WBUR's new frontier: Boston

By Dan Kennedy

WBUR Radio (90.9 FM) is coming home. The Boston University-owned public-broadcasting powerhouse, which built its reputation largely on the strength of programs from National Public Radio and the BBC, is now turning its attention to its immediate environs.

Exhibit A: City Stories, a five-day series that will be broadcast next Monday through Friday, February 23 through 27, from 5:35 to 6 a.m., and again from 7:35 to 8 a.m. Three months in the making, the series will debut with a segment on 24 hours in the life of the city. Other segments will include Boston through the eyes of a conventioneer, a piece on East Boston by a reporter who grew up there, and a look at the isolation of the city's African-American community.

"We report day in and day out the stories that we have to," says WBUR executive producer Bruce Gellerman. "We felt we wanted to get closer to the people in the places where we live and work."

Exhibit B: An hour-long local newscast that will likely be unveiled this summer, and that will be broadcast at noon every Monday through Friday. Gellerman -- citing budget constraints as well as a desire to do something innovative -- is talking about a product that would be both eclectic and eccentric. Ideas include passing a cell phone around a fancy restaurant, broadcasting street performers live, and offering unedited segments of noteworthy news conferences.

Gellerman also plans to tap WBUR talent such as Christopher Lydon, host of The Connection, and Bill Littlefield, host of the sports show Only a Game. And he hopes to offer "news you can use" -- everything from how to get a mortgage to why the phone company charges an additional fee for touch-tone service, even though it's the only service that's offered.

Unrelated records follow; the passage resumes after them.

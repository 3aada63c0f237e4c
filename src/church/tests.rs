//! Tests for church info and service times

use axum::{http::StatusCode, Extension};
use serde_json::json;
use std::sync::Arc;
use tokio::sync::RwLock;

use super::models::{CreateServiceTimeRequest, UpdateChurchInfoRequest, UpdateServiceTimeRequest};
use super::services::{ChurchInfoService, ServiceTimeService};
use super::*;
use crate::auth::test_support::sign_up_user;
use crate::common::state::test_support::{send_json, test_state};
use crate::common::ApiError;

fn service_time(name: &str, day: i64, time: &str, order: i64) -> CreateServiceTimeRequest {
    CreateServiceTimeRequest {
        name: name.to_string(),
        day_of_week: day,
        time: time.to_string(),
        description: None,
        location: None,
        is_active: true,
        display_order: order,
    }
}

#[tokio::test]
async fn test_church_info_created_on_first_write_then_patched() {
    let state = test_state().await;
    let service = ChurchInfoService::new(state.db.clone());
    assert!(service.get_info().await.unwrap().is_none());

    let missing_name = service
        .update_info("U_ADMIN000", UpdateChurchInfoRequest::default())
        .await;
    assert!(matches!(missing_name, Err(ApiError::ValidationError(_))));

    let created = service
        .update_info(
            "U_ADMIN000",
            UpdateChurchInfoRequest {
                name: Some("Grace Fellowship".to_string()),
                tagline: Some("All are welcome".to_string()),
                ..UpdateChurchInfoRequest::default()
            },
        )
        .await
        .unwrap();
    assert_eq!(created.name, "Grace Fellowship");
    assert_eq!(created.updated_by.as_deref(), Some("U_ADMIN000"));

    let patched = service
        .update_info(
            "U_OTHER000",
            UpdateChurchInfoRequest {
                phone: Some("555-0100".to_string()),
                ..UpdateChurchInfoRequest::default()
            },
        )
        .await
        .unwrap();
    assert_eq!(patched.name, "Grace Fellowship");
    assert_eq!(patched.tagline.as_deref(), Some("All are welcome"));
    assert_eq!(patched.phone.as_deref(), Some("555-0100"));
    assert_eq!(patched.updated_by.as_deref(), Some("U_OTHER000"));
    assert_eq!(patched.created_at, created.created_at);
}

#[tokio::test]
async fn test_church_info_validates_links_and_email() {
    let state = test_state().await;
    let result = ChurchInfoService::new(state.db.clone())
        .update_info(
            "U_ADMIN000",
            UpdateChurchInfoRequest {
                name: Some("Grace".to_string()),
                email: Some("office".to_string()),
                facebook_url: Some("facebook.com/grace".to_string()),
                ..UpdateChurchInfoRequest::default()
            },
        )
        .await;
    assert!(matches!(result, Err(ApiError::ValidationError(_))));
}

#[tokio::test]
async fn test_service_times_validation_and_order() {
    let state = test_state().await;
    let service = ServiceTimeService::new(state.db.clone());

    assert!(matches!(
        service.create_service_time(service_time("Bad day", 7, "10:00", 0)).await,
        Err(ApiError::ValidationError(_))
    ));
    assert!(matches!(
        service.create_service_time(service_time("Bad time", 0, "ten", 0)).await,
        Err(ApiError::ValidationError(_))
    ));

    service.create_service_time(service_time("Bible study", 3, "19:00", 2)).await.unwrap();
    let worship = service
        .create_service_time(service_time("Worship", 0, "10:00", 1))
        .await
        .unwrap();

    let names: Vec<String> = service
        .list_active()
        .await
        .unwrap()
        .into_iter()
        .map(|t| t.name)
        .collect();
    assert_eq!(names, vec!["Worship", "Bible study"]);

    service
        .update_service_time(
            &worship.id,
            UpdateServiceTimeRequest {
                is_active: Some(false),
                ..UpdateServiceTimeRequest::default()
            },
        )
        .await
        .unwrap();
    assert_eq!(service.list_active().await.unwrap().len(), 1);
    assert_eq!(service.list_all().await.unwrap().len(), 2);

    service.delete_service_time(&worship.id).await.unwrap();
    assert!(matches!(
        service.get_service_time(&worship.id).await,
        Err(ApiError::NotFound(_))
    ));
}

#[tokio::test]
async fn test_church_info_over_http() {
    let state = test_state().await;
    let (_, admin_token) = sign_up_user(&state, "pastor@church.org").await;
    let app = church_routes().layer(Extension(Arc::new(RwLock::new(state))));

    let (status, body) = send_json(&app, "GET", "/api/church-info", None, None).await;
    assert_eq!(status, StatusCode::OK);
    assert!(body.is_null());

    let (status, _) = send_json(
        &app,
        "PUT",
        "/api/admin/church-info",
        Some(&admin_token),
        Some(json!({ "name": "Grace Fellowship" })),
    )
    .await;
    assert_eq!(status, StatusCode::OK);

    let (_, body) = send_json(&app, "GET", "/api/church-info", None, None).await;
    assert_eq!(body["name"], "Grace Fellowship");
}
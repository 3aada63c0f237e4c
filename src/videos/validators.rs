use super::models::CreateVideoRequest;
use super::youtube::extract_video_id;
use crate::common::{ValidationResult, Validator};

pub struct VideoValidator;

impl Validator<CreateVideoRequest> for VideoValidator {
    fn validate(&self, data: &CreateVideoRequest) -> ValidationResult {
        let mut result = ValidationResult::new();

        result.require_text("title", &data.title, 200);
        result.limit_text("description", data.description.as_deref(), 5000);
        result.limit_text("category", data.category.as_deref(), 50);

        if extract_video_id(&data.youtube_url).is_none() {
            result.add_error("youtube_url", "must be a YouTube video link");
        }

        result
    }
}
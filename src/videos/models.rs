use serde::{Deserialize, Serialize};
use sqlx::FromRow;

use crate::common::default_true;

#[derive(Debug, Clone, Serialize, Deserialize, FromRow)]
pub struct Video {
    pub id: String,
    pub title: String,
    pub description: Option<String>,
    pub youtube_url: String,
    pub youtube_id: String,
    pub thumbnail_url: String,
    pub category: Option<String>,
    pub is_active: bool,
    pub display_order: i64,
    pub created_at: String,
    pub updated_at: String,
}

#[derive(Debug, Clone, Deserialize)]
pub struct CreateVideoRequest {
    pub title: String,
    pub description: Option<String>,
    pub youtube_url: String,
    /// Sermon, worship, event, ...
    pub category: Option<String>,
    #[serde(default = "default_true")]
    pub is_active: bool,
    #[serde(default)]
    pub display_order: i64,
}

#[derive(Debug, Clone, Default, Deserialize)]
pub struct UpdateVideoRequest {
    pub title: Option<String>,
    pub description: Option<String>,
    pub youtube_url: Option<String>,
    pub category: Option<String>,
    pub is_active: Option<bool>,
    pub display_order: Option<i64>,
}
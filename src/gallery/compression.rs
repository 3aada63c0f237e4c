//! Upload sniffing and compression for gallery photos

use image::codecs::jpeg::JpegEncoder;
use image::imageops::FilterType;
use image::{DynamicImage, GenericImageView};

use crate::common::ApiError;

/// Longest edge of a stored photo
pub const MAX_EDGE: u32 = 1920;
pub const JPEG_QUALITY: u8 = 80;
/// Largest upload accepted before decoding
pub const MAX_UPLOAD_BYTES: usize = 20 * 1024 * 1024;

#[derive(Debug, thiserror::Error)]
pub enum ImageProcessingError {
    #[error("empty upload")]
    Empty,

    #[error("upload exceeds {} MB", MAX_UPLOAD_BYTES / (1024 * 1024))]
    TooLarge,

    #[error("unsupported image type: {0}")]
    Unsupported(String),

    #[error("failed to decode image: {0}")]
    Decode(image::ImageError),

    #[error("failed to encode image: {0}")]
    Encode(image::ImageError),
}

impl From<ImageProcessingError> for ApiError {
    fn from(e: ImageProcessingError) -> Self {
        match e {
            ImageProcessingError::Encode(_) => ApiError::ProcessingError(e.to_string()),
            _ => ApiError::BadRequest(e.to_string()),
        }
    }
}

/// Photo ready to be written to storage
#[derive(Debug, Clone)]
pub struct ProcessedImage {
    pub bytes: Vec<u8>,
    pub width: u32,
    pub height: u32,
}

impl ProcessedImage {
    pub const EXTENSION: &'static str = "jpg";
    pub const CONTENT_TYPE: &'static str = "image/jpeg";
}

/// MIME type of an accepted upload, judged from its magic bytes
pub fn sniff_image_type(data: &[u8]) -> Result<&'static str, ImageProcessingError> {
    match infer::get(data).map(|kind| kind.mime_type()) {
        Some(mime @ ("image/jpeg" | "image/png")) => Ok(mime),
        Some(other) => Err(ImageProcessingError::Unsupported(other.to_string())),
        None => Err(ImageProcessingError::Unsupported("unknown".to_string())),
    }
}

/// Dimensions after fitting `(width, height)` inside the `MAX_EDGE` square
pub fn fitted_dimensions(width: u32, height: u32) -> (u32, u32) {
    let longest = width.max(height);
    if longest <= MAX_EDGE {
        return (width, height);
    }
    let scale = MAX_EDGE as f64 / longest as f64;
    (
        ((width as f64 * scale).round() as u32).max(1),
        ((height as f64 * scale).round() as u32).max(1),
    )
}

/// Decodes an upload, shrinks it to `MAX_EDGE` and re-encodes it as JPEG.
/// CPU bound: run it on the blocking pool.
pub fn compress_image(data: &[u8]) -> Result<ProcessedImage, ImageProcessingError> {
    if data.is_empty() {
        return Err(ImageProcessingError::Empty);
    }
    if data.len() > MAX_UPLOAD_BYTES {
        return Err(ImageProcessingError::TooLarge);
    }
    sniff_image_type(data)?;

    let decoded = image::load_from_memory(data).map_err(ImageProcessingError::Decode)?;
    let (width, height) = decoded.dimensions();
    let (target_w, target_h) = fitted_dimensions(width, height);

    let resized = if (target_w, target_h) == (width, height) {
        decoded
    } else {
        decoded.resize_exact(target_w, target_h, FilterType::Triangle)
    };

    // JPEG has no alpha channel
    let rgb = DynamicImage::ImageRgb8(resized.to_rgb8());

    let mut bytes = Vec::new();
    let encoder = JpegEncoder::new_with_quality(&mut bytes, JPEG_QUALITY);
    rgb.write_with_encoder(encoder)
        .map_err(ImageProcessingError::Encode)?;

    Ok(ProcessedImage {
        bytes,
        width: target_w,
        height: target_h,
    })
}
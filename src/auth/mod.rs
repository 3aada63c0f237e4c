//! # Auth Module
//!
//! Identity provider for the site: email/password and Google identities,
//! server-side sessions and the bearer-token extractors that protect routes.

pub mod extractors;
pub mod google;
pub mod handlers;
pub mod models;
pub mod passwords;
pub mod routes;
pub mod services;
pub mod tokens;
pub mod validators;

#[cfg(test)]
pub mod test_support;

pub use extractors::{authenticate_token, AdminSession, Session};
pub use routes::auth_routes;
pub use services::AuthService;
//! Tests for the contact inbox

use axum::{http::StatusCode, Extension};
use serde_json::json;
use std::sync::Arc;
use tokio::sync::RwLock;

use super::models::SubmitMessageRequest;
use super::services::ContactMessageService;
use super::*;
use crate::auth::test_support::sign_up_user;
use crate::common::state::test_support::{send_json, test_state};
use crate::common::ApiError;

fn submission(subject: &str) -> SubmitMessageRequest {
    SubmitMessageRequest {
        name: "Visitor".to_string(),
        email: "Visitor@Example.com".to_string(),
        phone: Some("  ".to_string()),
        subject: subject.to_string(),
        message: "What time is the Sunday service?".to_string(),
    }
}

#[tokio::test]
async fn test_submit_and_read_flags() {
    let state = test_state().await;
    let service = ContactMessageService::new(state.db.clone());

    let first = service.submit(submission("Service times")).await.unwrap();
    assert!(!first.is_read);
    assert_eq!(first.email, "visitor@example.com");
    assert!(first.phone.is_none());
    service.submit(submission("Prayer request")).await.unwrap();

    assert_eq!(service.unread_count().await.unwrap(), 2);

    let read = service.set_read(&first.id, true).await.unwrap();
    assert!(read.is_read);
    assert_eq!(service.unread_count().await.unwrap(), 1);
    assert_eq!(service.list(true).await.unwrap().len(), 1);

    let inbox = service.list(false).await.unwrap();
    assert_eq!(inbox.len(), 2);
    assert_eq!(inbox[0].subject, "Prayer request");

    service.set_read(&first.id, false).await.unwrap();
    assert_eq!(service.unread_count().await.unwrap(), 2);
}

#[tokio::test]
async fn test_invalid_submission_rejected() {
    let state = test_state().await;
    let service = ContactMessageService::new(state.db.clone());

    let mut bad = submission("Hello");
    bad.email = "not-an-email".to_string();
    assert!(matches!(service.submit(bad).await, Err(ApiError::ValidationError(_))));

    let mut empty = submission("Hello");
    empty.message = "   ".to_string();
    assert!(matches!(service.submit(empty).await, Err(ApiError::ValidationError(_))));
}

#[tokio::test]
async fn test_delete_missing_message() {
    let state = test_state().await;
    let service = ContactMessageService::new(state.db.clone());
    assert!(matches!(service.delete("M_MISSING0").await, Err(ApiError::NotFound(_))));
    assert!(matches!(
        service.set_read("M_MISSING0", true).await,
        Err(ApiError::NotFound(_))
    ));
}

#[tokio::test]
async fn test_public_submit_and_admin_inbox() {
    let state = test_state().await;
    let (_, admin_token) = sign_up_user(&state, "pastor@church.org").await;
    let app = message_routes().layer(Extension(Arc::new(RwLock::new(state))));

    let payload = json!({
        "name": "Visitor",
        "email": "visitor@example.com",
        "subject": "Hello",
        "message": "Looking forward to Sunday"
    });
    let (status, body) = send_json(&app, "POST", "/api/contact", None, Some(payload)).await;
    assert_eq!(status, StatusCode::CREATED);
    assert_eq!(body["success"], true);

    let (status, _) = send_json(&app, "GET", "/api/admin/messages", None, None).await;
    assert_eq!(status, StatusCode::UNAUTHORIZED);

    let (status, count) =
        send_json(&app, "GET", "/api/admin/messages/unread/count", Some(&admin_token), None).await;
    assert_eq!(status, StatusCode::OK);
    assert_eq!(count["count"], 1);
}
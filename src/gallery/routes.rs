use axum::{
    extract::DefaultBodyLimit,
    routing::{get, post, put},
    Router,
};

use super::compression::MAX_UPLOAD_BYTES;
use super::handlers;

/// Photos accepted in one upload request
const MAX_IMAGES_PER_UPLOAD: usize = 10;

/// Creates the gallery router
///
/// # Routes
/// - `GET /api/gallery` - Active albums by display order
/// - `GET /api/gallery/:id` - Active album with its images
/// - `GET /uploads/gallery/:filename` - Stored photo
/// - `GET/POST /api/admin/gallery/albums` - All albums / create
/// - `GET/PUT/DELETE /api/admin/gallery/albums/:id` - Detail / update / cascade delete
/// - `POST /api/admin/gallery/albums/:id/images` - Multipart upload
/// - `PUT/DELETE /api/admin/gallery/images/:id` - Caption and order / delete
pub fn gallery_routes() -> Router {
    Router::new()
        .route("/api/gallery", get(handlers::list_public_albums))
        .route("/api/gallery/:id", get(handlers::get_public_album))
        .route("/uploads/gallery/:filename", get(handlers::serve_gallery_image))
        .route(
            "/api/admin/gallery/albums",
            get(handlers::list_all_albums).post(handlers::create_album),
        )
        .route(
            "/api/admin/gallery/albums/:id",
            get(handlers::get_album)
                .put(handlers::update_album)
                .delete(handlers::delete_album),
        )
        .route(
            "/api/admin/gallery/albums/:id/images",
            post(handlers::upload_images)
                .layer(DefaultBodyLimit::max(MAX_UPLOAD_BYTES * MAX_IMAGES_PER_UPLOAD)),
        )
        .route(
            "/api/admin/gallery/images/:id",
            put(handlers::update_image).delete(handlers::delete_image),
        )
}
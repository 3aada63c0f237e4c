//! Authentication data models

use serde::{Deserialize, Serialize};
use sqlx::FromRow;

use crate::accounts::models::{OnboardingOutcome, RequestStatus, Role};

/// Identity token claims
#[derive(Serialize, Deserialize, Debug, Clone)]
pub struct Claims {
    /// Identity id
    pub sub: String,
    pub email: String,
    /// Session id
    pub sid: String,
    pub iss: String,
    pub aud: String,
    pub iat: usize,
    pub exp: usize,
}

pub const PASSWORD_PROVIDER: &str = "password";
pub const GOOGLE_PROVIDER: &str = "google";

/// Identity record held by the identity provider
#[derive(FromRow, Serialize, Deserialize, Debug, Clone)]
pub struct Identity {
    pub id: String,
    pub email: String,
    #[serde(skip_serializing)]
    pub password_hash: Option<String>,
    pub provider: String,
    pub provider_id: Option<String>,
    pub created_at: String,
    pub last_sign_in_at: Option<String>,
}

#[derive(FromRow, Debug, Clone)]
pub struct SessionRecord {
    pub id: String,
    pub identity_id: String,
    pub persistent: bool,
    pub created_at: String,
    pub expires_at: String,
}

#[derive(Deserialize, Debug)]
pub struct SignUpRequest {
    pub email: String,
    pub password: String,
    pub display_name: Option<String>,
}

#[derive(Deserialize, Debug)]
pub struct SignInRequest {
    pub email: String,
    pub password: String,
    /// Keep the session across browser restarts
    #[serde(default)]
    pub remember: bool,
}

/// Google ID token payload for the direct sign-in endpoint
#[derive(Deserialize)]
pub struct GoogleIdTokenPayload {
    pub id_token: String,
    #[serde(default)]
    pub remember: bool,
}

/// Query for starting the redirect flow
#[derive(Deserialize, Debug, Default)]
pub struct RedirectStartQuery {
    #[serde(default)]
    pub remember: bool,
}

#[derive(Deserialize, Debug)]
pub struct RedirectCallbackQuery {
    pub code: Option<String>,
    pub state: Option<String>,
    pub error: Option<String>,
}

/// Profile facts a third-party provider vouches for
#[derive(Debug, Clone)]
pub struct FederatedProfile {
    pub provider: &'static str,
    pub provider_id: String,
    pub email: String,
    pub display_name: Option<String>,
    pub photo_url: Option<String>,
}

/// Signed-in user as returned to the client
#[derive(Serialize, Debug, Clone)]
pub struct SessionUser {
    pub id: String,
    pub email: String,
    pub display_name: Option<String>,
    pub photo_url: Option<String>,
    pub role: Role,
    pub is_admin: bool,
}

#[derive(Serialize, Debug, Clone)]
pub struct AuthResponse {
    pub token: String,
    pub expires_at: String,
    pub user: SessionUser,
}

/// Sign-in result for flows that may onboard a new identity
#[derive(Serialize, Debug, Clone)]
pub struct OnboardedAuthResponse {
    #[serde(flatten)]
    pub session: AuthResponse,
    pub onboarding: OnboardingOutcome,
}

#[derive(Serialize, Debug, Clone)]
pub struct MeResponse {
    pub user: SessionUser,
    /// Status of the caller's admin request, if one exists
    pub request_status: Option<RequestStatus>,
}
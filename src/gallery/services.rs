use sqlx::{SqliteConnection, SqlitePool};
use tracing::info;

use super::compression::ProcessedImage;
use super::models::{
    Album, AlbumDetail, CreateAlbumRequest, DeletedAlbum, GalleryImage, UpdateAlbumRequest,
    UpdateImageRequest,
};
use super::storage::StoredFile;
use super::validators::{validate_caption, AlbumValidator};
use crate::common::{clean_optional, generate_id, now_rfc3339, ApiError, EntityPrefix, Validator};

const ALBUM_COLUMNS: &str = "id, title, description, cover_image_url, event_date, is_active, \
     display_order, created_at, updated_at";

const IMAGE_COLUMNS: &str = "id, album_id, url, filename, caption, width, height, file_size, \
     display_order, created_at";

pub struct GalleryService {
    db: SqlitePool,
}

impl GalleryService {
    pub fn new(db: SqlitePool) -> Self {
        Self { db }
    }

    pub async fn list_active_albums(&self) -> Result<Vec<Album>, ApiError> {
        let albums = sqlx::query_as::<_, Album>(&format!(
            r#"
            SELECT {} FROM gallery_albums
            WHERE is_active = 1
            ORDER BY display_order ASC, created_at DESC
            "#,
            ALBUM_COLUMNS
        ))
        .fetch_all(&self.db)
        .await?;

        Ok(albums)
    }

    pub async fn list_all_albums(&self) -> Result<Vec<Album>, ApiError> {
        let albums = sqlx::query_as::<_, Album>(&format!(
            "SELECT {} FROM gallery_albums ORDER BY display_order ASC, created_at DESC",
            ALBUM_COLUMNS
        ))
        .fetch_all(&self.db)
        .await?;

        Ok(albums)
    }

    pub async fn get_album(&self, id: &str) -> Result<Album, ApiError> {
        let mut conn = self.db.acquire().await?;
        fetch_album(&mut conn, id).await
    }

    /// Album plus images; inactive albums are hidden unless `include_inactive`
    pub async fn get_album_detail(&self, id: &str, include_inactive: bool) -> Result<AlbumDetail, ApiError> {
        let album = self.get_album(id).await?;
        if !album.is_active && !include_inactive {
            return Err(ApiError::NotFound("Album not found".to_string()));
        }
        let images = self.list_images(id).await?;
        Ok(AlbumDetail { album, images })
    }

    pub async fn list_images(&self, album_id: &str) -> Result<Vec<GalleryImage>, ApiError> {
        let images = sqlx::query_as::<_, GalleryImage>(&format!(
            r#"
            SELECT {} FROM gallery_images
            WHERE album_id = ?
            ORDER BY display_order ASC, created_at ASC
            "#,
            IMAGE_COLUMNS
        ))
        .bind(album_id)
        .fetch_all(&self.db)
        .await?;

        Ok(images)
    }

    pub async fn create_album(&self, request: CreateAlbumRequest) -> Result<Album, ApiError> {
        AlbumValidator.validate(&request).into_result()?;

        let id = generate_id(EntityPrefix::Album);
        let now = now_rfc3339();

        sqlx::query(
            r#"
            INSERT INTO gallery_albums (
                id, title, description, cover_image_url, event_date, is_active, display_order,
                created_at, updated_at
            )
            VALUES (?, ?, ?, ?, ?, ?, ?, ?, ?)
            "#,
        )
        .bind(&id)
        .bind(request.title.trim())
        .bind(clean_optional(request.description))
        .bind(clean_optional(request.cover_image_url))
        .bind(clean_optional(request.event_date))
        .bind(request.is_active)
        .bind(request.display_order)
        .bind(&now)
        .bind(&now)
        .execute(&self.db)
        .await?;

        info!(album_id = %id, "Created gallery album");
        self.get_album(&id).await
    }

    pub async fn update_album(&self, id: &str, request: UpdateAlbumRequest) -> Result<Album, ApiError> {
        let existing = self.get_album(id).await?;

        let merged = CreateAlbumRequest {
            title: request.title.unwrap_or(existing.title),
            description: match request.description {
                Some(d) => clean_optional(Some(d)),
                None => existing.description,
            },
            cover_image_url: match request.cover_image_url {
                Some(u) => clean_optional(Some(u)),
                None => existing.cover_image_url,
            },
            event_date: match request.event_date {
                Some(d) => clean_optional(Some(d)),
                None => existing.event_date,
            },
            is_active: request.is_active.unwrap_or(existing.is_active),
            display_order: request.display_order.unwrap_or(existing.display_order),
        };
        AlbumValidator.validate(&merged).into_result()?;

        sqlx::query(
            r#"
            UPDATE gallery_albums
            SET title = ?, description = ?, cover_image_url = ?, event_date = ?,
                is_active = ?, display_order = ?, updated_at = ?
            WHERE id = ?
            "#,
        )
        .bind(merged.title.trim())
        .bind(&merged.description)
        .bind(&merged.cover_image_url)
        .bind(&merged.event_date)
        .bind(merged.is_active)
        .bind(merged.display_order)
        .bind(now_rfc3339())
        .bind(id)
        .execute(&self.db)
        .await?;

        info!(album_id = %id, "Updated gallery album");
        self.get_album(id).await
    }

    /// Removes the album and every image row in one transaction. The returned
    /// filenames still exist on disk.
    pub async fn delete_album(&self, id: &str) -> Result<DeletedAlbum, ApiError> {
        let mut tx = self.db.begin().await?;

        // Writes first so the transaction takes the write lock up front
        let filenames: Vec<String> =
            sqlx::query_scalar("DELETE FROM gallery_images WHERE album_id = ? RETURNING filename")
                .bind(id)
                .fetch_all(&mut *tx)
                .await?;

        let removed = sqlx::query("DELETE FROM gallery_albums WHERE id = ?")
            .bind(id)
            .execute(&mut *tx)
            .await?;
        if removed.rows_affected() == 0 {
            return Err(ApiError::NotFound("Album not found".to_string()));
        }

        tx.commit().await?;

        info!(album_id = %id, images = filenames.len(), "Deleted gallery album");
        Ok(DeletedAlbum {
            album_id: id.to_string(),
            filenames,
        })
    }

    /// Records a stored photo; the album's cover is set if it has none
    pub async fn add_image(
        &self,
        album_id: &str,
        stored: &StoredFile,
        processed: &ProcessedImage,
        caption: Option<String>,
    ) -> Result<GalleryImage, ApiError> {
        let caption = clean_optional(caption);
        validate_caption(caption.as_deref()).into_result()?;

        let id = generate_id(EntityPrefix::Image);
        let now = now_rfc3339();

        let mut tx = self.db.begin().await?;

        let inserted = sqlx::query(
            r#"
            INSERT INTO gallery_images (
                id, album_id, url, filename, caption, width, height, file_size, display_order, created_at
            )
            SELECT ?, ?, ?, ?, ?, ?, ?, ?,
                   (SELECT COALESCE(MAX(display_order) + 1, 0) FROM gallery_images WHERE album_id = ?),
                   ?
            WHERE EXISTS (SELECT 1 FROM gallery_albums WHERE id = ?)
            "#,
        )
        .bind(&id)
        .bind(album_id)
        .bind(&stored.url)
        .bind(&stored.filename)
        .bind(&caption)
        .bind(processed.width as i64)
        .bind(processed.height as i64)
        .bind(stored.file_size)
        .bind(album_id)
        .bind(&now)
        .bind(album_id)
        .execute(&mut *tx)
        .await?;
        if inserted.rows_affected() == 0 {
            return Err(ApiError::NotFound("Album not found".to_string()));
        }

        let cover = sqlx::query(
            r#"
            UPDATE gallery_albums SET cover_image_url = ?, updated_at = ?
            WHERE id = ? AND (cover_image_url IS NULL OR cover_image_url = '')
            "#,
        )
        .bind(&stored.url)
        .bind(&now)
        .bind(album_id)
        .execute(&mut *tx)
        .await?;

        let image = fetch_image(&mut tx, &id).await?;
        tx.commit().await?;

        info!(
            album_id = %album_id,
            image_id = %id,
            width = processed.width,
            height = processed.height,
            file_size = stored.file_size,
            set_cover = cover.rows_affected() > 0,
            "Added gallery image"
        );
        Ok(image)
    }

    pub async fn update_image(&self, id: &str, request: UpdateImageRequest) -> Result<GalleryImage, ApiError> {
        let mut conn = self.db.acquire().await?;
        let existing = fetch_image(&mut conn, id).await?;

        let caption = match request.caption {
            Some(c) => clean_optional(Some(c)),
            None => existing.caption,
        };
        validate_caption(caption.as_deref()).into_result()?;

        sqlx::query("UPDATE gallery_images SET caption = ?, display_order = ? WHERE id = ?")
            .bind(&caption)
            .bind(request.display_order.unwrap_or(existing.display_order))
            .bind(id)
            .execute(&mut *conn)
            .await?;

        fetch_image(&mut conn, id).await
    }

    /// Deletes one image row. If it was the album cover, the next image in
    /// order takes over (or the cover is cleared).
    pub async fn delete_image(&self, id: &str) -> Result<GalleryImage, ApiError> {
        let mut tx = self.db.begin().await?;
        let image = sqlx::query_as::<_, GalleryImage>(&format!(
            "DELETE FROM gallery_images WHERE id = ? RETURNING {}",
            IMAGE_COLUMNS
        ))
        .bind(id)
        .fetch_optional(&mut *tx)
        .await?
        .ok_or_else(|| ApiError::NotFound("Image not found".to_string()))?;

        let next_cover: Option<String> = sqlx::query_scalar(
            r#"
            SELECT url FROM gallery_images
            WHERE album_id = ?
            ORDER BY display_order ASC, created_at ASC
            LIMIT 1
            "#,
        )
        .bind(&image.album_id)
        .fetch_optional(&mut *tx)
        .await?;

        sqlx::query(
            "UPDATE gallery_albums SET cover_image_url = ?, updated_at = ? WHERE id = ? AND cover_image_url = ?",
        )
        .bind(&next_cover)
        .bind(now_rfc3339())
        .bind(&image.album_id)
        .bind(&image.url)
        .execute(&mut *tx)
        .await?;

        tx.commit().await?;

        info!(image_id = %id, album_id = %image.album_id, "Deleted gallery image");
        Ok(image)
    }
}

async fn fetch_album(conn: &mut SqliteConnection, id: &str) -> Result<Album, ApiError> {
    sqlx::query_as::<_, Album>(&format!(
        "SELECT {} FROM gallery_albums WHERE id = ?",
        ALBUM_COLUMNS
    ))
    .bind(id)
    .fetch_optional(&mut *conn)
    .await?
    .ok_or_else(|| ApiError::NotFound("Album not found".to_string()))
}

async fn fetch_image(conn: &mut SqliteConnection, id: &str) -> Result<GalleryImage, ApiError> {
    sqlx::query_as::<_, GalleryImage>(&format!(
        "SELECT {} FROM gallery_images WHERE id = ?",
        IMAGE_COLUMNS
    ))
    .bind(id)
    .fetch_optional(&mut *conn)
    .await?
    .ok_or_else(|| ApiError::NotFound("Image not found".to_string()))
}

WBUR's move into local programming is particularly welcome now that The Connection has gone national. Even better, it's one of a growing number of broadcast alternatives to the sensationalistic morass of local TV newscasts. From relatively recent shows such as New England Cable News' NewsNight and WGBH-TV's Greater Boston, to old standbys such as WCVB-TV's Chronicle and WBZ Radio's The David Brudnoy Show, there are fewer reasons than ever to settle for blood and guts at 11.